The gut microbiota has been implicated in the pathogenesis of autoimmune diseases, including SLE. Microbes significantly influence mammalian metabolism, the immune system, and behavior. The gut-brain axis is a communication network connecting the CNS with the gut's enteric nervous system, facilitating information exchange between the brain and digestive functions. Recent studies emphasize the gut microbiota's crucial role in this relationship.
Our goal was to examine whether modulation of the gut-brain axis using a short course of antibiotic treatment would affect the development, progression, and severity of neuropsychiatric disease in the MRL/lpr strain. Methods: Antibiotic Treatment: 6-week-old MRL/MpJ and MRL/lpr mice were given vancomycin 0.5 g/L in drinking water for 2 weeks, with the water being refreshed every 3 days. Control mice of these strains received regular water with no additives.
Behavioral Testing: After 2 weeks of treatment, the mice were given 4 weeks for gut microbiome recovery. Behavioral testing began at 12 weeks of age, and included standard tests for depressive-like behavior (Porsolt swim test), thermal hypersensitivity (hot plate), anxiety (elevated plus maze (EPM)), and cognition/memory (novel object location (NOL)), with rest periods of 1-3 days between the tests. Results: Porsolt swim test: MRL/lpr showed significantly worse depressive-like (despair) behavior as shown by increased immobility in the Porsolt swim test (75.1+/-2.2 seconds) as compared to the MRL/MpJ group (65.3+/-4.7; P< 0.0001). Moreover, antibiotic-treated MRL/lpr showed significant attenuation of this phenotype (less immobility), as compared to non-treated MRL/lpr mice (Figure 1A).

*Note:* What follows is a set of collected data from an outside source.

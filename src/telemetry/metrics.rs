//! Prometheus metrics

use std::time::Duration;

/// Latency metric types
#[derive(Debug, Clone, Copy)]
pub enum LatencyMetric {
    /// Round trip to the live provider
    LiveFetch,
    /// Full resolution of one symbol
    Resolve,
}

/// Counter metric types
#[derive(Debug, Clone, Copy)]
pub enum CounterMetric {
    /// Fresh cache entry served
    CacheHit,
    /// No fresh cache entry
    CacheMiss,
    /// Live provider answered
    LiveQuote,
    /// Live provider failed, falling back
    LiveFallback,
    /// Price produced by the synthesizer
    SyntheticQuote,
    /// Directive dropped after reaching its target
    DirectiveRetired,
    /// Directive refresh could not reach the repository
    DirectiveRefreshFailure,
}

impl CounterMetric {
    fn name(self) -> &'static str {
        match self {
            CounterMetric::CacheHit => "quote_cache_hits_total",
            CounterMetric::CacheMiss => "quote_cache_misses_total",
            CounterMetric::LiveQuote => "quote_live_total",
            CounterMetric::LiveFallback => "quote_live_fallback_total",
            CounterMetric::SyntheticQuote => "quote_synthetic_total",
            CounterMetric::DirectiveRetired => "directive_retired_total",
            CounterMetric::DirectiveRefreshFailure => "directive_refresh_failures_total",
        }
    }
}

impl LatencyMetric {
    fn name(self) -> &'static str {
        match self {
            LatencyMetric::LiveFetch => "quote_live_fetch_latency_ms",
            LatencyMetric::Resolve => "quote_resolve_latency_ms",
        }
    }
}

/// Record a latency measurement
pub fn record_latency(metric: LatencyMetric, duration: Duration) {
    let value_ms = duration.as_secs_f64() * 1000.0;
    ::metrics::histogram!(metric.name()).record(value_ms);
    tracing::trace!(metric = metric.name(), value_ms, "Recording latency");
}

/// Increment a counter by one
pub fn increment(metric: CounterMetric) {
    ::metrics::counter!(metric.name()).increment(1);
}
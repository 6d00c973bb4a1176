//! Integration tests

mod batch_test;
mod directive_test;
mod e2e_test;
mod engine_test;
mod support;
//! In-memory directive repository

use super::{ControlDirective, DirectiveRepository};
use crate::error::RepositoryError;
use crate::quote::normalize_symbol;
use async_trait::async_trait;
use chrono::Utc;
use rust_decimal::Decimal;
use std::collections::HashMap;
use std::sync::Arc;
use tokio::sync::RwLock;

/// Repository keeping the latest directive per symbol in memory
#[derive(Clone, Default)]
pub struct InMemoryRepository {
    records: Arc<RwLock<HashMap<String, ControlDirective>>>,
}

impl InMemoryRepository {
    /// Create an empty repository
    pub fn new() -> Self {
        Self::default()
    }

    /// Insert a prepared record as-is (used to seed fixtures)
    pub async fn insert(&self, directive: ControlDirective) {
        let mut records = self.records.write().await;
        records.insert(directive.symbol.clone(), directive);
    }
}

#[async_trait]
impl DirectiveRepository for InMemoryRepository {
    async fn list_active(&self) -> Result<Vec<ControlDirective>, RepositoryError> {
        let records = self.records.read().await;
        Ok(records.values().filter(|d| d.active).cloned().collect())
    }

    async fn upsert(
        &self,
        symbol: &str,
        target_percent_change: Decimal,
        duration_minutes: u32,
    ) -> Result<ControlDirective, RepositoryError> {
        let directive =
            ControlDirective::new(symbol, target_percent_change, duration_minutes, Utc::now())?;
        self.insert(directive.clone()).await;
        Ok(directive)
    }

    async fn deactivate(&self, symbol: &str) -> Result<bool, RepositoryError> {
        let mut records = self.records.write().await;
        match records.get_mut(&normalize_symbol(symbol)) {
            Some(d) if d.active => {
                d.active = false;
                Ok(true)
            }
            _ => Ok(false),
        }
    }
}
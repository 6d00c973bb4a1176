//! Quote engine module
//!
//! Resolves a symbol to a quote through the degradation ladder:
//!
//! 1. Fresh cache entry
//! 2. Live provider
//! 3. Synthesizer (base price + active directive)
//!
//! Resolution never fails; quality degrades instead. The engine is built
//! once at startup and shared by `Arc` with every caller.

mod batch;
mod stats;

pub use stats::{EngineStats, EngineStatsSnapshot};

use crate::cache::QuoteCache;
use crate::config::Config;
use crate::directive::{DirectiveStore, JsonFileRepository, QueueConfig, QueuedRepository};
use crate::error::SourceError;
use crate::quote::{normalize_symbol, Quote, QuoteOrigin};
use crate::source::{AlphaVantageConfig, AlphaVantageSource, MarketDataSource, OfflineSource};
use crate::synth::{BasePrices, PriceSynthesizer};
use crate::telemetry::{increment, record_latency, CounterMetric, LatencyMetric};
use chrono::Utc;
use std::sync::{Arc, Weak};
use std::time::{Duration, Instant};
use tokio::task::JoinHandle;

/// Quote engine shared by all callers
pub struct QuoteEngine {
    cache: QuoteCache,
    source: Arc<dyn MarketDataSource>,
    directives: DirectiveStore,
    synthesizer: PriceSynthesizer,
    base_prices: BasePrices,
    stats: EngineStats,
}

impl QuoteEngine {
    /// Create an engine with default cache, synthesizer and base prices
    pub fn new(source: Arc<dyn MarketDataSource>, directives: DirectiveStore) -> Self {
        Self {
            cache: QuoteCache::default(),
            source,
            directives,
            synthesizer: PriceSynthesizer::default(),
            base_prices: BasePrices::default(),
            stats: EngineStats::default(),
        }
    }

    /// Build the engine described by `config`
    ///
    /// Without an API key the live tier is skipped entirely.
    pub fn from_config(config: &Config) -> Result<Self, SourceError> {
        let source: Arc<dyn MarketDataSource> = match config.provider.api_key.as_deref() {
            Some(key) if !key.trim().is_empty() => {
                Arc::new(AlphaVantageSource::new(AlphaVantageConfig {
                    base_url: config.provider.base_url.clone(),
                    api_key: key.to_string(),
                    timeout: Duration::from_secs(config.provider.timeout_secs),
                })?)
            }
            _ => {
                tracing::info!("No provider API key configured, quotes will be synthetic");
                Arc::new(OfflineSource)
            }
        };

        let repository = QueuedRepository::new(
            JsonFileRepository::new(&config.directives.path),
            QueueConfig {
                max_in_flight: config.directives.max_in_flight,
                max_queue_depth: config.directives.max_queue_depth,
            },
        );

        Ok(Self::new(source, DirectiveStore::new(Arc::new(repository)))
            .with_cache(QuoteCache::new(Duration::from_secs(config.engine.cache_ttl_secs)))
            .with_synthesizer(PriceSynthesizer::new(config.engine.synthesizer()))
            .with_base_prices(BasePrices::from_config(&config.base_prices)))
    }

    /// Replace the cache
    pub fn with_cache(mut self, cache: QuoteCache) -> Self {
        self.cache = cache;
        self
    }

    /// Replace the synthesizer
    pub fn with_synthesizer(mut self, synthesizer: PriceSynthesizer) -> Self {
        self.synthesizer = synthesizer;
        self
    }

    /// Replace the base-price table
    pub fn with_base_prices(mut self, base_prices: BasePrices) -> Self {
        self.base_prices = base_prices;
        self
    }

    /// Resolve one symbol; always produces a quote
    pub async fn resolve(&self, symbol: &str) -> Quote {
        let symbol = normalize_symbol(symbol);
        let started = Instant::now();

        if let Some(quote) = self.cache.get(&symbol).await {
            increment(CounterMetric::CacheHit);
            self.stats.record_cache_hit();
            tracing::debug!(symbol = %symbol, "Cache hit");
            return quote;
        }
        increment(CounterMetric::CacheMiss);

        let quote = match self.source.try_fetch(&symbol).await {
            Some(quote) => {
                self.stats.record_live();
                quote
            }
            None => self.synthesize(&symbol).await,
        };

        self.cache.put(symbol, quote.clone()).await;
        record_latency(LatencyMetric::Resolve, started.elapsed());
        quote
    }

    async fn synthesize(&self, symbol: &str) -> Quote {
        let now = Utc::now();
        let base_price = match self.base_prices.get(symbol) {
            Some(price) => price,
            None => {
                let pseudo = self.synthesizer.pseudo_base();
                tracing::debug!(symbol, base = %pseudo, "No base price, using pseudo base");
                pseudo
            }
        };

        // The final target is applied once before the directive is retired
        let directive = self.directives.peek(symbol).await;
        let synthesis = self
            .synthesizer
            .synthesize_at(base_price, directive.as_ref(), now);
        if synthesis.directive_complete {
            self.directives.retire(symbol).await;
        }

        increment(CounterMetric::SyntheticQuote);
        self.stats.record_synthetic(directive.is_some());
        tracing::debug!(
            symbol,
            price = %synthesis.price,
            directed = directive.is_some(),
            "Synthetic quote"
        );

        Quote::from_reference(symbol, synthesis.price, base_price, now, QuoteOrigin::Synthetic)
    }

    /// Reload directives from the repository
    pub async fn refresh_controls(&self) {
        self.directives.refresh().await;
    }

    /// Drop every cached quote
    pub async fn clear_cache(&self) {
        self.cache.clear().await;
    }

    /// Refresh directives every `interval` until the engine is dropped
    pub fn spawn_refresh_task(self: &Arc<Self>, interval: Duration) -> JoinHandle<()> {
        let engine: Weak<Self> = Arc::downgrade(self);
        tokio::spawn(async move {
            let mut ticker = tokio::time::interval(interval);
            ticker.set_missed_tick_behavior(tokio::time::MissedTickBehavior::Delay);
            loop {
                ticker.tick().await;
                match engine.upgrade() {
                    Some(engine) => engine.refresh_controls().await,
                    None => {
                        tracing::debug!("Engine dropped, stopping directive refresh");
                        break;
                    }
                }
            }
        })
    }

    /// Directive store
    pub fn directives(&self) -> &DirectiveStore {
        &self.directives
    }

    /// Base-price table
    pub fn base_prices(&self) -> &BasePrices {
        &self.base_prices
    }

    /// Counter snapshot
    pub fn stats(&self) -> EngineStatsSnapshot {
        self.stats.snapshot()
    }

    /// Name of the live source
    pub fn source_name(&self) -> &'static str {
        self.source.name()
    }
}
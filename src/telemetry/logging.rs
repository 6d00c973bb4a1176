//! Structured logging setup

use serde::Deserialize;
use tracing_subscriber::{fmt, layer::SubscriberExt, util::SubscriberInitExt, EnvFilter};

/// Log output format
#[derive(Debug, Clone, Copy, Default, PartialEq, Eq, Deserialize)]
#[serde(rename_all = "lowercase")]
pub enum LogFormat {
    /// Human-readable format
    #[default]
    Pretty,
    /// JSON format for log aggregation
    Json,
}

/// Initialize logging with the given level and format
///
/// `RUST_LOG` takes precedence over `level` when set.
pub fn init_logging(level: &str, format: LogFormat) -> anyhow::Result<()> {
    let filter = EnvFilter::try_from_default_env().unwrap_or_else(|_| EnvFilter::new(level));

    let registry = tracing_subscriber::registry().with(filter);
    let result = match format {
        LogFormat::Pretty => registry.with(fmt::layer()).try_init(),
        LogFormat::Json => registry.with(fmt::layer().json()).try_init(),
    };

    result.map_err(|e| anyhow::anyhow!("Failed to init logging: {}", e))?;
    Ok(())
}
//! Telemetry module
//!
//! Structured logging and Prometheus metrics

mod logging;
mod metrics;

pub use self::logging::{init_logging, LogFormat};
pub use self::metrics::{increment, record_latency, CounterMetric, LatencyMetric};

use crate::config::TelemetryConfig;
use metrics_exporter_prometheus::PrometheusBuilder;
use std::net::{Ipv4Addr, SocketAddr};

/// Guard that keeps telemetry alive for the process lifetime
pub struct TelemetryGuard {
    _priv: (),
}

/// Initialize all telemetry subsystems
///
/// Must run inside a tokio runtime when a metrics port is configured.
pub fn init_telemetry(config: &TelemetryConfig) -> anyhow::Result<TelemetryGuard> {
    init_logging(&config.log_level, config.log_format)?;

    if let Some(port) = config.metrics_port {
        let addr = SocketAddr::from((Ipv4Addr::UNSPECIFIED, port));
        PrometheusBuilder::new()
            .with_http_listener(addr)
            .install()
            .map_err(|e| anyhow::anyhow!("Failed to start metrics exporter: {}", e))?;
        tracing::info!(%addr, "Prometheus exporter listening");
    }

    Ok(TelemetryGuard { _priv: () })
}
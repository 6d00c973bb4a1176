//! Configuration types for quote-engine

use crate::synth::SynthesizerConfig;
use crate::telemetry::LogFormat;
use rust_decimal::Decimal;
use serde::Deserialize;
use std::collections::BTreeMap;
use std::path::PathBuf;

/// Bundled example configuration, used when no config file can be read
pub const EXAMPLE_CONFIG: &str = include_str!("../config.toml.example");

/// Root configuration structure
#[derive(Debug, Clone, Default, Deserialize)]
pub struct Config {
    #[serde(default)]
    pub engine: EngineConfig,
    #[serde(default)]
    pub provider: ProviderConfig,
    #[serde(default)]
    pub directives: DirectivesConfig,
    /// Reference price per symbol; empty means the built-in table
    #[serde(default)]
    pub base_prices: BTreeMap<String, Decimal>,
    #[serde(default)]
    pub telemetry: TelemetryConfig,
}

/// Quote engine configuration
#[derive(Debug, Clone, Deserialize)]
pub struct EngineConfig {
    /// Seconds a cached quote stays fresh
    #[serde(default = "default_cache_ttl_secs")]
    pub cache_ttl_secs: u64,

    /// Half-width of the synthetic noise band (0.005 = ±0.5%)
    #[serde(default = "default_noise_pct")]
    pub noise_pct: Decimal,

    /// Lower bound of the pseudo base price for unknown symbols
    #[serde(default = "default_pseudo_base_min")]
    pub pseudo_base_min: Decimal,

    /// Width of the pseudo base price range
    #[serde(default = "default_pseudo_base_span")]
    pub pseudo_base_span: Decimal,

    /// Seconds between directive refreshes in long-running commands
    #[serde(default = "default_refresh_interval_secs")]
    pub refresh_interval_secs: u64,
}

fn default_cache_ttl_secs() -> u64 {
    60
}
fn default_noise_pct() -> Decimal {
    Decimal::new(5, 3) // 0.005 = 0.5%
}
fn default_pseudo_base_min() -> Decimal {
    Decimal::new(100, 0)
}
fn default_pseudo_base_span() -> Decimal {
    Decimal::new(400, 0)
}
fn default_refresh_interval_secs() -> u64 {
    30
}

impl Default for EngineConfig {
    fn default() -> Self {
        Self {
            cache_ttl_secs: default_cache_ttl_secs(),
            noise_pct: default_noise_pct(),
            pseudo_base_min: default_pseudo_base_min(),
            pseudo_base_span: default_pseudo_base_span(),
            refresh_interval_secs: default_refresh_interval_secs(),
        }
    }
}

impl EngineConfig {
    /// Synthesizer parameters from this section
    ///
    /// Values that could yield a non-positive price are replaced by their
    /// defaults: `noise_pct` must lie in `[0, 1)`, `pseudo_base_min` must be
    /// positive and `pseudo_base_span` non-negative.
    pub fn synthesizer(&self) -> SynthesizerConfig {
        let noise_pct = if self.noise_pct >= Decimal::ZERO && self.noise_pct < Decimal::ONE {
            self.noise_pct
        } else {
            tracing::warn!(value = %self.noise_pct, "Ignoring invalid noise_pct");
            default_noise_pct()
        };
        let pseudo_base_min = if self.pseudo_base_min > Decimal::ZERO {
            self.pseudo_base_min
        } else {
            tracing::warn!(value = %self.pseudo_base_min, "Ignoring invalid pseudo_base_min");
            default_pseudo_base_min()
        };
        let pseudo_base_span = if self.pseudo_base_span >= Decimal::ZERO {
            self.pseudo_base_span
        } else {
            tracing::warn!(value = %self.pseudo_base_span, "Ignoring invalid pseudo_base_span");
            default_pseudo_base_span()
        };

        SynthesizerConfig {
            noise_pct,
            pseudo_base_min,
            pseudo_base_span,
        }
    }
}

/// Live market-data provider configuration
#[derive(Debug, Clone, Deserialize)]
pub struct ProviderConfig {
    #[serde(default = "default_provider_url")]
    pub base_url: String,

    /// API key; absent disables the live tier
    #[serde(default)]
    pub api_key: Option<String>,

    /// Hard bound on one live request
    #[serde(default = "default_timeout_secs")]
    pub timeout_secs: u64,
}

fn default_provider_url() -> String {
    crate::source::ALPHA_VANTAGE_URL.to_string()
}
fn default_timeout_secs() -> u64 {
    5
}

impl Default for ProviderConfig {
    fn default() -> Self {
        Self {
            base_url: default_provider_url(),
            api_key: None,
            timeout_secs: default_timeout_secs(),
        }
    }
}

/// Directive persistence configuration
#[derive(Debug, Clone, Deserialize)]
pub struct DirectivesConfig {
    /// JSON file holding directive records
    #[serde(default = "default_directives_path")]
    pub path: PathBuf,

    /// Concurrent operations allowed against the file
    #[serde(default = "default_max_in_flight")]
    pub max_in_flight: usize,

    /// Waiting operations tolerated before rejecting
    #[serde(default = "default_max_queue_depth")]
    pub max_queue_depth: usize,
}

fn default_directives_path() -> PathBuf {
    PathBuf::from("./data/directives.json")
}
fn default_max_in_flight() -> usize {
    1
}
fn default_max_queue_depth() -> usize {
    32
}

impl Default for DirectivesConfig {
    fn default() -> Self {
        Self {
            path: default_directives_path(),
            max_in_flight: default_max_in_flight(),
            max_queue_depth: default_max_queue_depth(),
        }
    }
}

/// Telemetry configuration
#[derive(Debug, Clone, Deserialize)]
pub struct TelemetryConfig {
    #[serde(default = "default_log_level")]
    pub log_level: String,
    #[serde(default)]
    pub log_format: LogFormat,
    /// Port for the Prometheus exporter; absent disables it
    #[serde(default)]
    pub metrics_port: Option<u16>,
}

fn default_log_level() -> String {
    "info".to_string()
}

impl Default for TelemetryConfig {
    fn default() -> Self {
        Self {
            log_level: default_log_level(),
            log_format: LogFormat::Pretty,
            metrics_port: None,
        }
    }
}

impl Config {
    /// Load configuration from a TOML file
    pub fn load(path: impl AsRef<std::path::Path>) -> anyhow::Result<Self> {
        let content = std::fs::read_to_string(path)?;
        let config: Config = toml::from_str(&content)?;
        Ok(config)
    }

    /// Parse the bundled example configuration
    pub fn example() -> anyhow::Result<Self> {
        Ok(toml::from_str(EXAMPLE_CONFIG)?)
    }
}
//! Engine statistics

use serde::Serialize;
use std::sync::atomic::{AtomicU64, Ordering};

/// Counters kept by the engine
#[derive(Debug, Default)]
pub struct EngineStats {
    cache_hits: AtomicU64,
    live_quotes: AtomicU64,
    synthetic_quotes: AtomicU64,
    directed_quotes: AtomicU64,
}

/// Point-in-time copy of [`EngineStats`]
#[derive(Debug, Clone, Copy, Default, PartialEq, Eq, Serialize)]
pub struct EngineStatsSnapshot {
    /// Resolutions answered from cache
    pub cache_hits: u64,
    /// Resolutions answered by the live source
    pub live_quotes: u64,
    /// Resolutions answered by the synthesizer
    pub synthetic_quotes: u64,
    /// Synthetic resolutions that followed a directive
    pub directed_quotes: u64,
}

impl EngineStatsSnapshot {
    /// Total resolutions
    pub fn total(&self) -> u64 {
        self.cache_hits + self.live_quotes + self.synthetic_quotes
    }
}

impl EngineStats {
    pub(crate) fn record_cache_hit(&self) {
        self.cache_hits.fetch_add(1, Ordering::Relaxed);
    }

    pub(crate) fn record_live(&self) {
        self.live_quotes.fetch_add(1, Ordering::Relaxed);
    }

    pub(crate) fn record_synthetic(&self, directed: bool) {
        self.synthetic_quotes.fetch_add(1, Ordering::Relaxed);
        if directed {
            self.directed_quotes.fetch_add(1, Ordering::Relaxed);
        }
    }

    /// Copy the current counters
    pub fn snapshot(&self) -> EngineStatsSnapshot {
        EngineStatsSnapshot {
            cache_hits: self.cache_hits.load(Ordering::Relaxed),
            live_quotes: self.live_quotes.load(Ordering::Relaxed),
            synthetic_quotes: self.synthetic_quotes.load(Ordering::Relaxed),
            directed_quotes: self.directed_quotes.load(Ordering::Relaxed),
        }
    }
}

Hot plate: Antibiotic treated MRL/lpr mice showed significantly increased latency until hind paw licking (114.5+/-10.7 vs 98+/-7.4 in the untreated group, p=0.029), indicating decreased thermal hypersensitivity and improved nociception. No significant change was observed in thermal hypersensitivity with antibiotic treatment in the MRL/MpJ strain (Figure 1B).
EPM: Untreated MRL/MpJ mice displayed less anxiety as compared to MRL/lpr mice, as reflected by significantly more time spent in the open arms (15.5+/- 9.9 vs 1.9+/-1.2, p=0.018). Notably, antibiotic treated MRL/lpr mice trended to less anxiety compared to the untreated MRL/lpr group (Figure 2A).
Novel Object Location: Although untreated MRL/lpr mice did appear to have the worst performance on this cognitive test of spatial memory, no significant differences were observed between the groups (Figure 2B). Conclusion: A short term course of intestinal decontamination with oral vancomycin attenuates several key features of neuropsychiatric disease in MRL/lpr lupus mice. Studies to determine the effects on other disease features and elucidate the mechanisms of protection are in progress.